=== DIRECTIONS FOR THIS TASK ===
Start with the first line of the material. Repeat each line exactly through the one that contains "Well-known program IDs".

-- -- --

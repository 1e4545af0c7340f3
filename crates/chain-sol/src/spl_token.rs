//! SPL Token and Associated Token Account instructions, without the
//! `spl-token` crates.

use crate::address::{bytes_to_address, find_program_address};
use crate::error::SolError;
use crate::system::{SYSTEM_PROGRAM_ID, SYSVAR_RENT_ID};
use crate::transaction::{SolAccountMeta, SolInstruction};

// ---------------------------------------------------------------------------
// Well-known program IDs
// ---------------------------------------------------------------------------

/// SPL Token Program ID: `TokenkegQfeZyiNwAJbNbGKPFXCWuBvf9Ss623VQ5DA`
pub const TOKEN_PROGRAM_ID: [u8; 32] = [
    0x06, 0xdd, 0xf6, 0xe1, 0xd7, 0x65, 0xa1, 0x93, 0xd9, 0xcb, 0xe1, 0x46, 0xce, 0xeb, 0x79,
    0xac, 0x1c, 0xb4, 0x85, 0xed, 0x5f, 0x5b, 0x37, 0x91, 0x3a, 0x8c, 0xf5, 0x85, 0x7e, 0xff,
    0x00, 0xa9,
];

/// Associated Token Account Program ID: `ATokenGPvbdGVxr1b2hvZbsiqW5xWH25efTNsLJA8knL`
pub const ASSOCIATED_TOKEN_PROGRAM_ID: [u8; 32] = [
    0x8c, 0x97, 0x25, 0x8f, 0x4e, 0x24, 0x89, 0xf1, 0xbb, 0x3d, 0x10, 0x29, 0x14, 0x8e, 0x0d,
    0x83, 0x0b, 0x5a, 0x13, 0x99, 0xda, 0xff, 0x10, 0x84, 0x04, 0x8e, 0x7b, 0xd8, 0xdb, 0xe9,
    0xf8, 0x59,
];

/// Wrapped SOL mint: `So11111111111111111111111111111111111111112`
pub const NATIVE_MINT: [u8; 32] = [
    0x06, 0x9b, 0x88, 0x57, 0xfe, 0xab, 0x81, 0x84, 0xfb, 0x68, 0x7f, 0x63, 0x46, 0x18, 0xc0,
    0x35, 0xda, 0xc4, 0x39, 0xdc, 0x1a, 0xeb, 0x3b, 0x55, 0x98, 0xa0, 0xf0, 0x00, 0x00, 0x00,
    0x00, 0x01,
];

/// Size of an SPL token account.
pub const TOKEN_ACCOUNT_LEN: usize = 165;

const INITIALIZE_ACCOUNT_TAG: u8 = 1;
const TRANSFER_TAG: u8 = 3;
const CLOSE_ACCOUNT_TAG: u8 = 9;

// ---------------------------------------------------------------------------
// Token program instructions
// ---------------------------------------------------------------------------

/// Build an SPL Token `Transfer` instruction: `[3] || amount (u64 LE)`.
///
/// Accounts: source (w), destination (w), owner (s).
pub fn build_spl_transfer(
    source: &[u8; 32],
    destination: &[u8; 32],
    owner: &[u8; 32],
    amount: u64,
) -> Result<SolInstruction, SolError> {
    if amount == 0 {
        return Err(SolError::TransactionBuildError(
            "SPL transfer amount must be > 0".into(),
        ));
    }

    let mut data = Vec::with_capacity(9);
    data.push(TRANSFER_TAG);
    data.extend_from_slice(&amount.to_le_bytes());

    Ok(SolInstruction {
        program_id: TOKEN_PROGRAM_ID,
        accounts: vec![
            SolAccountMeta::new(*source, true),
            SolAccountMeta::new(*destination, true),
            SolAccountMeta::signer(*owner, false),
        ],
        data,
    })
}

/// `InitializeAccount`: bind a freshly allocated token account to `mint` and
/// `owner`. Accounts: account (w), mint, owner, rent sysvar.
pub fn build_initialize_account(
    account: &[u8; 32],
    mint: &[u8; 32],
    owner: &[u8; 32],
) -> SolInstruction {
    SolInstruction {
        program_id: TOKEN_PROGRAM_ID,
        accounts: vec![
            SolAccountMeta::new(*account, true),
            SolAccountMeta::readonly(*mint),
            SolAccountMeta::readonly(*owner),
            SolAccountMeta::readonly(SYSVAR_RENT_ID),
        ],
        data: vec![INITIALIZE_ACCOUNT_TAG],
    }
}

/// `CloseAccount`: release all lamports of `account` to `destination`.
/// For a wrapped-SOL account that includes the wrapped balance.
pub fn build_close_account(
    account: &[u8; 32],
    destination: &[u8; 32],
    owner: &[u8; 32],
) -> SolInstruction {
    SolInstruction {
        program_id: TOKEN_PROGRAM_ID,
        accounts: vec![
            SolAccountMeta::new(*account, true),
            SolAccountMeta::new(*destination, true),
            SolAccountMeta::signer(*owner, false),
        ],
        data: vec![CLOSE_ACCOUNT_TAG],
    }
}

// ---------------------------------------------------------------------------
// Associated Token Accounts
// ---------------------------------------------------------------------------

/// Derive the associated token account address for a wallet + mint pair.
///
/// Seeds: `[wallet, token_program_id, mint]` under the ATA program.
pub fn derive_associated_token_address(
    wallet: &[u8; 32],
    mint: &[u8; 32],
) -> Result<[u8; 32], SolError> {
    find_program_address(
        &[wallet.as_ref(), &TOKEN_PROGRAM_ID, mint.as_ref()],
        &ASSOCIATED_TOKEN_PROGRAM_ID,
    )
    .map(|(address, _bump)| address)
}

/// `Create` on the ATA program (empty instruction data).
///
/// Accounts: payer (s, w), ata (w), wallet, mint, system program,
/// token program, rent sysvar.
pub fn build_create_associated_token_account(
    payer: &[u8; 32],
    wallet: &[u8; 32],
    mint: &[u8; 32],
) -> Result<SolInstruction, SolError> {
    let ata = derive_associated_token_address(wallet, mint)?;
    Ok(SolInstruction {
        program_id: ASSOCIATED_TOKEN_PROGRAM_ID,
        accounts: vec![
            SolAccountMeta::signer(*payer, true),
            SolAccountMeta::new(ata, true),
            SolAccountMeta::readonly(*wallet),
            SolAccountMeta::readonly(*mint),
            SolAccountMeta::readonly(SYSTEM_PROGRAM_ID),
            SolAccountMeta::readonly(TOKEN_PROGRAM_ID),
            SolAccountMeta::readonly(SYSVAR_RENT_ID),
        ],
        data: Vec::new(),
    })
}

// ---------------------------------------------------------------------------
// Token account decoding
// ---------------------------------------------------------------------------

/// Lifecycle state of a token account (byte 108).
#[derive(Debug, Clone, Copy, PartialEq, Eq)]
pub enum AccountState {
    Uninitialized,
    Initialized,
    Frozen,
}

/// The fields of an SPL token account this workspace cares about.
#[derive(Debug, Clone, PartialEq, Eq)]
pub struct TokenAccount {
    pub mint: [u8; 32],
    pub owner: [u8; 32],
    pub amount: u64,
    pub state: AccountState,
    /// `Some(rent_reserve)` for wrapped-SOL accounts.
    pub is_native: Option<u64>,
}

impl TokenAccount {
    /// Decode the 165-byte account layout.
    pub fn unpack(data: &[u8]) -> Result<Self, SolError> {
        if data.len() != TOKEN_ACCOUNT_LEN {
            return Err(SolError::InvalidAccountData(format!(
                "token account must be {TOKEN_ACCOUNT_LEN} bytes, got {}",
                data.len()
            )));
        }

        let array32 = |at: usize| {
            let mut out = [0u8; 32];
            out.copy_from_slice(&data[at..at + 32]);
            out
        };
        let u64_at = |at: usize| {
            let mut out = [0u8; 8];
            out.copy_from_slice(&data[at..at + 8]);
            u64::from_le_bytes(out)
        };

        let state = match data[108] {
            0 => AccountState::Uninitialized,
            1 => AccountState::Initialized,
            2 => AccountState::Frozen,
            other => {
                return Err(SolError::InvalidAccountData(format!(
                    "unknown token account state {other}"
                )))
            }
        };

        // COption<u64>: u32 tag then value.
        let is_native = match &data[109..113] {
            [0, 0, 0, 0] => None,
            [1, 0, 0, 0] => Some(u64_at(113)),
            _ => {
                return Err(SolError::InvalidAccountData(
                    "invalid is_native option tag".into(),
                ))
            }
        };

        Ok(Self {
            mint: array32(0),
            owner: array32(32),
            amount: u64_at(64),
            state,
            is_native,
        })
    }

    /// Encode back into the 165-byte layout. Delegate, delegated amount and
    /// close authority are written as unset.
    pub fn pack(&self) -> [u8; TOKEN_ACCOUNT_LEN] {
        let mut out = [0u8; TOKEN_ACCOUNT_LEN];
        out[0..32].copy_from_slice(&self.mint);
        out[32..64].copy_from_slice(&self.owner);
        out[64..72].copy_from_slice(&self.amount.to_le_bytes());
        out[108] = match self.state {
            AccountState::Uninitialized => 0,
            AccountState::Initialized => 1,
            AccountState::Frozen => 2,
        };
        if let Some(reserve) = self.is_native {
            out[109] = 1;
            out[113..121].copy_from_slice(&reserve.to_le_bytes());
        }
        out
    }
}

impl std::fmt::Display for TokenAccount {
    fn fmt(&self, f: &mut std::fmt::Formatter<'_>) -> std::fmt::Result {
        writeln!(f, "mint: {}", bytes_to_address(&self.mint))?;
        writeln!(f, "owner: {}", bytes_to_address(&self.owner))?;
        write!(f, "amount: {}", self.amount)
    }
}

-- -- --

=== EXERCISE OUTPUT ===
repository 1e4545af0c7340f3
filename crates/chain-sol/src/spl_token.rs
//! SPL Token and Associated Token Account instructions, without the
//! `spl-token` crates.

use crate::address::{bytes_to_address, find_program_address};
use crate::error::SolError;
use crate::system::{SYSTEM_PROGRAM_ID, SYSVAR_RENT_ID};
use crate::transaction::{SolAccountMeta, SolInstruction};

// ---------------------------------------------------------------------------
// Well-known program IDs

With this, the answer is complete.